Exhaló un suspiro que parecía que llevaba años conteniendo. Volvió a mirar a Rembert y sostuvo su mirada mientras Reeves completaba el cántico de la Noche Dorada.
―Oremos juntos. ―Reeves asintió en dirección a Arlinn y ella se unió a la última plegaria―. Gran Avacyn, protectora de todos, Bendita que nos da fuerzas, os...
―¡Una invasión! ―El grito cortó el aire cargado de incienso y las gruesas cortinas blancas ondularon, exponiendo el altar a la brisa fría que entraba por la puerta―. ¡Diablos en Havengul! ¡Hordas de ellos! ―Se trataba del cátaro Leighton, que corrió por el pasillo hasta el altar, espada en mano―. La Legión de la Noche Dorada os necesita ―dijo dirigiéndose a Reeves―. Han solicitado la ayuda de los archimagos.
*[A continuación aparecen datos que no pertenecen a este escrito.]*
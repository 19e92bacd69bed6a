use std::future::Future;

use serde::{de::DeserializeOwned, de::IgnoredAny, Deserialize, Serialize};
use tracing::{debug, warn};

use crate::clock::{Clock, SystemClock};
use crate::storage::KeyValueStore;

/// Entries are valid for 5 minutes after they are written.
pub const CACHE_TTL_MS: i64 = 5 * 60 * 1000;

/// Envelope stored under each cache key: `{"data": ..., "timestamp": ms}`.
#[derive(Debug, Clone, Serialize, Deserialize)]
pub struct CachedData<T> {
    pub data: T,
    pub timestamp: i64,
}

impl<T> CachedData<T> {
    pub fn new(data: T, timestamp: i64) -> Self {
        Self { data, timestamp }
    }

    /// Age in milliseconds, or `None` when the timestamp cannot have been
    /// written by this cache: the subtraction overflows, or it lies a full
    /// TTL or more in the future.
    pub fn age_ms(&self, now_ms: i64) -> Option<i64> {
        now_ms
            .checked_sub(self.timestamp)
            .filter(|age| *age > -CACHE_TTL_MS)
    }

    pub fn age_display(&self, now_ms: i64) -> String {
        let Some(age) = self.age_ms(now_ms) else {
            return "unknown".to_string();
        };
        let minutes = age / 60_000;
        if minutes < 1 {
            // Also covers clock skew
            "just now".to_string()
        } else if minutes < 60 {
            format!("{}m ago", minutes)
        } else if minutes < 1440 {
            format!("{}h ago", minutes / 60)
        } else {
            format!("{}d ago", minutes / 1440)
        }
    }
}

/// Age summary of a stored entry, read without touching its payload.
#[derive(Debug, Clone, PartialEq, Eq)]
pub struct CacheEntryInfo {
    pub key: String,
    pub age_ms: i64,
    pub age_display: String,
    pub expired: bool,
}

/// Time-boxed cache over a key/value store.
///
/// Every operation is best effort: storage and serialization failures are
/// logged and degrade to a cache miss, never to an error for the caller.
pub struct TtlCache<S, C = SystemClock> {
    store: S,
    clock: C,
}

impl<S: KeyValueStore> TtlCache<S> {
    pub fn new(store: S) -> Self {
        Self::with_clock(store, SystemClock)
    }
}

impl<S: KeyValueStore, C: Clock> TtlCache<S, C> {
    pub fn with_clock(store: S, clock: C) -> Self {
        Self { store, clock }
    }

    pub fn store(&self) -> &S {
        &self.store
    }

    /// Fresh value for `key`, or `None`.
    ///
    /// Expired entries and entries whose envelope cannot be parsed are
    /// removed. An intact envelope holding a payload of another type is a
    /// miss but stays in place.
    pub fn get<T: DeserializeOwned>(&self, key: &str) -> Option<T> {
        let raw = self.store.get_item(key)?;

        let cached: CachedData<serde_json::Value> = match serde_json::from_str(&raw) {
            Ok(cached) => cached,
            Err(e) => {
                debug!(key, error = %e, "Removing corrupt cache entry");
                self.remove_quietly(key);
                return None;
            }
        };

        let Some(age_ms) = cached.age_ms(self.clock.now_ms()) else {
            debug!(key, timestamp = cached.timestamp, "Removing cache entry with invalid timestamp");
            self.remove_quietly(key);
            return None;
        };
        if age_ms >= CACHE_TTL_MS {
            debug!(key, age_ms, "Cache entry expired");
            self.remove_quietly(key);
            return None;
        }

        match serde_json::from_value(cached.data) {
            Ok(value) => {
                debug!(key, "Cache hit");
                Some(value)
            }
            Err(e) => {
                debug!(key, error = %e, "Cached payload does not match requested type");
                None
            }
        }
    }

    /// Store `value` under `key`, overwriting any previous entry.
    pub fn set<T: Serialize + ?Sized>(&self, key: &str, value: &T) {
        let cached = CachedData::new(value, self.clock.now_ms());
        let contents = match serde_json::to_string(&cached) {
            Ok(contents) => contents,
            Err(e) => {
                warn!(key, error = %e, "Failed to serialize cache entry");
                return;
            }
        };
        if let Err(e) = self.store.set_item(key, &contents) {
            warn!(key, error = %e, "Failed to write cache entry");
        }
    }

    pub fn evict(&self, key: &str) {
        self.remove_quietly(key);
    }

    /// Remove every entry whose key starts with `prefix`, returning how many
    /// were removed.
    ///
    /// Keys are snapshotted before the first removal: removing shifts the
    /// store's indices, so walking it by index while deleting would skip
    /// the entry right after each match.
    pub fn evict_by_prefix(&self, prefix: &str) -> usize {
        let matching: Vec<String> = self
            .store
            .keys()
            .into_iter()
            .filter(|k| k.starts_with(prefix))
            .collect();

        let removed = matching
            .iter()
            .filter(|key| self.remove_quietly(key))
            .count();
        debug!(prefix, removed, "Evicted cache entries by prefix");
        removed
    }

    /// Cached value for `key`, or the result of `fetch` which is then cached.
    /// A failed fetch is returned as is and nothing is stored.
    pub async fn get_or_fetch<T, E, F, Fut>(&self, key: &str, fetch: F) -> Result<T, E>
    where
        T: Serialize + DeserializeOwned,
        F: FnOnce() -> Fut,
        Fut: Future<Output = Result<T, E>>,
    {
        if let Some(value) = self.get(key) {
            return Ok(value);
        }
        debug!(key, "Cache miss, fetching");
        let value = fetch().await?;
        self.set(key, &value);
        Ok(value)
    }

    /// Age of the entry at `key`. Unlike `get`, an expired entry is
    /// reported rather than removed. Entries with an invalid timestamp are
    /// skipped.
    pub fn entry_info(&self, key: &str) -> Option<CacheEntryInfo> {
        let raw = self.store.get_item(key)?;
        let cached: CachedData<IgnoredAny> = serde_json::from_str(&raw).ok()?;
        let now = self.clock.now_ms();
        let age_ms = cached.age_ms(now)?;
        Some(CacheEntryInfo {
            key: key.to_string(),
            age_ms,
            age_display: cached.age_display(now),
            expired: age_ms >= CACHE_TTL_MS,
        })
    }

    /// Info for every parseable entry in the store.
    pub fn entries(&self) -> Vec<CacheEntryInfo> {
        self.store
            .keys()
            .iter()
            .filter_map(|key| self.entry_info(key))
            .collect()
    }

    fn remove_quietly(&self, key: &str) -> bool {
        match self.store.remove_item(key) {
            Ok(()) => true,
            Err(e) => {
                warn!(key, error = %e, "Failed to remove cache entry");
                false
            }
        }
    }
}

// ============================================================================
// Tests
// ============================================================================

#[cfg(test)]
mod tests {
    use super::*;
    use crate::clock::ManualClock;
    use crate::storage::MemoryStore;

    const START: i64 = 1_700_000_000_000;

    fn cache() -> (TtlCache<MemoryStore, ManualClock>, ManualClock) {
        let clock = ManualClock::new(START);
        (TtlCache::with_clock(MemoryStore::new(), clock.clone()), clock)
    }

    #[derive(Debug, PartialEq, Serialize, Deserialize)]
    struct Product {
        id: i64,
        name: String,
    }

    #[test]
    fn test_set_then_get_round_trips() {
        let (cache, _) = cache();
        let products = vec![
            Product { id: 1, name: "Lamp".to_string() },
            Product { id: 2, name: "Chair".to_string() },
        ];
        cache.set("products", &products);
        assert_eq!(cache.get::<Vec<Product>>("products"), Some(products));
    }

    #[test]
    fn test_stored_envelope_format() {
        let (cache, _) = cache();
        cache.set("brands", &vec!["acme"]);
        let raw = cache.store().get_item("brands").unwrap();
        let json: serde_json::Value = serde_json::from_str(&raw).unwrap();
        assert_eq!(json["data"], serde_json::json!(["acme"]));
        assert_eq!(json["timestamp"], serde_json::json!(START));
    }

    #[test]
    fn test_get_missing_key_is_none() {
        let (cache, _) = cache();
        assert_eq!(cache.get::<String>("nothing"), None);
    }

    #[test]
    fn test_entry_valid_just_before_ttl() {
        let (cache, clock) = cache();
        cache.set("k", "v");
        clock.advance_ms(CACHE_TTL_MS - 1);
        assert_eq!(cache.get::<String>("k").as_deref(), Some("v"));
    }

    #[test]
    fn test_entry_expires_at_ttl_and_is_removed() {
        let (cache, clock) = cache();
        cache.set("k", "v");
        clock.advance_ms(CACHE_TTL_MS);
        assert!(cache.store().get_item("k").is_some());
        assert_eq!(cache.get::<String>("k"), None);
        assert_eq!(cache.store().get_item("k"), None);
    }

    #[test]
    fn test_rewrite_resets_timestamp() {
        let (cache, clock) = cache();
        cache.set("k", &1);
        clock.advance_ms(CACHE_TTL_MS - 1000);
        cache.set("k", &2);
        clock.advance_ms(2000);
        assert_eq!(cache.get::<i32>("k"), Some(2));
    }

    #[test]
    fn test_evict_makes_entry_absent() {
        let (cache, _) = cache();
        cache.set("k", "v");
        cache.evict("k");
        assert_eq!(cache.get::<String>("k"), None);
        // Evicting a missing key is a no-op
        cache.evict("k");
    }

    #[test]
    fn test_evict_by_prefix_removes_adjacent_matches_only() {
        let (cache, _) = cache();
        for key in ["brands", "products_1", "products_2", "products_3", "settings", "tags"] {
            cache.set(key, "x");
        }
        // BTreeMap ordering keeps the three product keys adjacent
        let removed = cache.evict_by_prefix("products_");
        assert_eq!(removed, 3);
        assert_eq!(cache.store().keys(), vec!["brands", "settings", "tags"]);
    }

    #[test]
    fn test_evict_by_prefix_with_no_matches() {
        let (cache, _) = cache();
        cache.set("tags", "x");
        assert_eq!(cache.evict_by_prefix("products"), 0);
        assert_eq!(cache.store().len(), 1);
    }

    #[test]
    fn test_corrupt_entry_is_absent_and_removed() {
        let (cache, _) = cache();
        cache.store().set_item("broken", "{not json").unwrap();
        cache.store().set_item("no_envelope", "[1,2,3]").unwrap();
        assert_eq!(cache.get::<String>("broken"), None);
        assert_eq!(cache.get::<Vec<i32>>("no_envelope"), None);
        assert!(cache.store().is_empty());
    }

    #[test]
    fn test_envelope_with_bad_fields_is_absent_and_removed() {
        let (cache, _) = cache();
        let bad = [
            ("float_ts", r#"{"data":1,"timestamp":1.5}"#),
            ("string_ts", r#"{"data":1,"timestamp":"yesterday"}"#),
            ("huge_ts", r#"{"data":1,"timestamp":1e30}"#),
            ("no_ts", r#"{"data":1}"#),
            ("no_data", r#"{"timestamp":1700000000000}"#),
        ];
        for (key, raw) in bad {
            cache.store().set_item(key, raw).unwrap();
            assert_eq!(cache.get::<i32>(key), None, "{}", key);
        }
        assert!(cache.store().is_empty());
    }

    #[test]
    fn test_extreme_timestamps_are_absent_and_removed() {
        let (cache, _) = cache();
        for ts in [i64::MIN, i64::MAX, START + CACHE_TTL_MS] {
            let raw = format!(r#"{{"data":1,"timestamp":{}}}"#, ts);
            cache.store().set_item("k", &raw).unwrap();
            assert!(cache.entry_info("k").is_none(), "{}", ts);
            assert!(cache.entries().is_empty(), "{}", ts);
            assert_eq!(cache.get::<i32>("k"), None, "{}", ts);
            assert_eq!(cache.store().get_item("k"), None, "{}", ts);
        }
    }

    #[test]
    fn test_small_clock_skew_is_fresh() {
        let (cache, _) = cache();
        let raw = format!(r#"{{"data":1,"timestamp":{}}}"#, START + 60_000);
        cache.store().set_item("k", &raw).unwrap();
        assert_eq!(cache.get::<i32>("k"), Some(1));
    }

    #[test]
    fn test_type_mismatch_is_miss_but_kept() {
        let (cache, _) = cache();
        cache.set("k", "text");
        assert_eq!(cache.get::<i64>("k"), None);
        assert_eq!(cache.get::<String>("k").as_deref(), Some("text"));
    }

    #[test]
    fn test_quota_failure_is_swallowed() {
        let clock = ManualClock::new(START);
        let cache = TtlCache::with_clock(MemoryStore::with_quota(64), clock);
        cache.set("big", &"x".repeat(1000));
        assert_eq!(cache.get::<String>("big"), None);
        cache.set("small", &1);
        assert_eq!(cache.get::<i32>("small"), Some(1));
    }

    #[test]
    fn test_wiped_store_degrades_to_miss() {
        let (cache, _) = cache();
        cache.set("k", "v");
        cache.store().clear().unwrap();
        assert_eq!(cache.get::<String>("k"), None);
    }

    #[tokio::test]
    async fn test_get_or_fetch_caches_success() {
        let (cache, _) = cache();
        let first: Result<i32, String> = cache.get_or_fetch("count", || async { Ok(7) }).await;
        assert_eq!(first, Ok(7));

        let second: Result<i32, String> = cache
            .get_or_fetch("count", || async { Err("refetched".to_string()) })
            .await;
        assert_eq!(second, Ok(7));
    }

    #[tokio::test]
    async fn test_get_or_fetch_does_not_cache_errors() {
        let (cache, _) = cache();
        let result: Result<i32, String> = cache
            .get_or_fetch("count", || async { Err("offline".to_string()) })
            .await;
        assert_eq!(result, Err("offline".to_string()));
        assert!(cache.store().is_empty());
    }

    #[tokio::test]
    async fn test_get_or_fetch_refetches_after_expiry() {
        let (cache, clock) = cache();
        let _: Result<i32, String> = cache.get_or_fetch("count", || async { Ok(1) }).await;
        clock.advance_ms(CACHE_TTL_MS);
        let refreshed: Result<i32, String> = cache.get_or_fetch("count", || async { Ok(2) }).await;
        assert_eq!(refreshed, Ok(2));
    }

    #[test]
    fn test_entry_info_reports_without_removing() {
        let (cache, clock) = cache();
        cache.set("k", "v");
        clock.advance_ms(3 * 60_000);
        let info = cache.entry_info("k").unwrap();
        assert_eq!(info.age_ms, 3 * 60_000);
        assert_eq!(info.age_display, "3m ago");
        assert!(!info.expired);

        clock.advance_ms(CACHE_TTL_MS);
        assert!(cache.entry_info("k").unwrap().expired);
        assert!(cache.store().get_item("k").is_some());
    }

    #[test]
    fn test_entries_skips_unparseable() {
        let (cache, _) = cache();
        cache.set("a", &1);
        cache.store().set_item("b", "garbage").unwrap();
        let keys: Vec<String> = cache.entries().into_iter().map(|e| e.key).collect();
        assert_eq!(keys, vec!["a"]);
    }

    #[test]
    fn test_age_display() {
        let cached = CachedData::new((), START);
        assert_eq!(cached.age_display(START), "just now");
        // Timestamp slightly in the future (clock skew)
        assert_eq!(cached.age_display(START - 5_000), "just now");
        assert_eq!(cached.age_display(START - CACHE_TTL_MS), "unknown");
        assert_eq!(CachedData::new((), i64::MIN).age_display(START), "unknown");
        assert_eq!(cached.age_display(START + 90 * 60_000), "1h ago");
        assert_eq!(cached.age_display(START + 3 * 1440 * 60_000), "3d ago");
    }
}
―¡Cabalgaremos, pues! ―Reeves se quitó el manto ceremonial que cubría sus vestimentas y siguió a Leighton por el pasillo.
―Archimaga Kord, prepara tu espada ―indicó Rembert antes de ir en pos de Reeves.
Arlinn se sobresaltó. Se refería a ella. La había llamado por su título: archimaga―. Pero la plegaria... No hemos terminado. ―Sabía que era una tontería decirlo en un momento así, pero su mente daba vueltas y tenía las emociones a flor de piel. Llevaba mucho tiempo aguardando aquel momento y se sentía como si algo quedara inconcluso, como un hilo suelto en una capa de viaje que podría deshilacharse y deshacer el resto de la capa. Necesitaba saber que no dejaba cabos sueltos; necesitaba saber que era una archimaga, final y absolutamente.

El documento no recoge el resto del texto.